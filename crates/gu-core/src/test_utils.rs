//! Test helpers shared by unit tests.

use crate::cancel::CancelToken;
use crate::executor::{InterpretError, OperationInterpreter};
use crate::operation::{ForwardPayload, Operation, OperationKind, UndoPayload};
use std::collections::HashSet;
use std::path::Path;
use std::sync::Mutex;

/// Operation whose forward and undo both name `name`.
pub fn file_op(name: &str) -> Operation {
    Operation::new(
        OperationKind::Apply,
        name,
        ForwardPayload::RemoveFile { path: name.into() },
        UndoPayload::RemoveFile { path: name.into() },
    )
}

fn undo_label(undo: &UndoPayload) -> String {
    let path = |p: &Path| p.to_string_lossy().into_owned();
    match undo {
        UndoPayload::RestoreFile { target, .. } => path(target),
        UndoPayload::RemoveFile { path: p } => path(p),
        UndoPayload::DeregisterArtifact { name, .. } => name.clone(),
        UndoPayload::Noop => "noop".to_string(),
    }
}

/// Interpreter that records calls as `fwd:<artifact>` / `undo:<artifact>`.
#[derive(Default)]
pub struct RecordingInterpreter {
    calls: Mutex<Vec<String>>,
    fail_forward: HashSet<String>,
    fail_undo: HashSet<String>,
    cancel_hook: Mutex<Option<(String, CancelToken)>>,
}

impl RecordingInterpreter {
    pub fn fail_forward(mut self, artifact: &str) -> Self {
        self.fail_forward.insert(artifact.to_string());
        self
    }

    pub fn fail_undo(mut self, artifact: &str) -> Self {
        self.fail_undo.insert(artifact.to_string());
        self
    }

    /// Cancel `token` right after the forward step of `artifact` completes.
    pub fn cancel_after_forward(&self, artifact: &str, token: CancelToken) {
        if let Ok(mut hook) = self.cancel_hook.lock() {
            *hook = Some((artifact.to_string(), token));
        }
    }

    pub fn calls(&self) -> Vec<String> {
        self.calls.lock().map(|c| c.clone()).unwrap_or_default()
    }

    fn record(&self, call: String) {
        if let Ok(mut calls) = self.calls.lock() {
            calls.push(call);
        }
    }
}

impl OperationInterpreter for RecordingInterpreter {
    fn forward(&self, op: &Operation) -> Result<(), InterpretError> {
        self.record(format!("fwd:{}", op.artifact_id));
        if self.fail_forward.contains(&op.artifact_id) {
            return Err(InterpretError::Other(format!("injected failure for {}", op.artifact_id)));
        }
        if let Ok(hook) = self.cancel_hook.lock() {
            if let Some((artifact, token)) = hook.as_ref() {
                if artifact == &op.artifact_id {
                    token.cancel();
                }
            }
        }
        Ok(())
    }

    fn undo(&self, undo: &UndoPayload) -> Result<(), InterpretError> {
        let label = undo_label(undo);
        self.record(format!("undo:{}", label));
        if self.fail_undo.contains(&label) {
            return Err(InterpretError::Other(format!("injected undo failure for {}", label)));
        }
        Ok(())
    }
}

-.-.-

> About this exercise: Which lines of the data contain the string "contains"? Copy each one.

> Problem solution:
        if self.fail_forward.contains(&op.artifact_id) {
        if self.fail_undo.contains(&label) {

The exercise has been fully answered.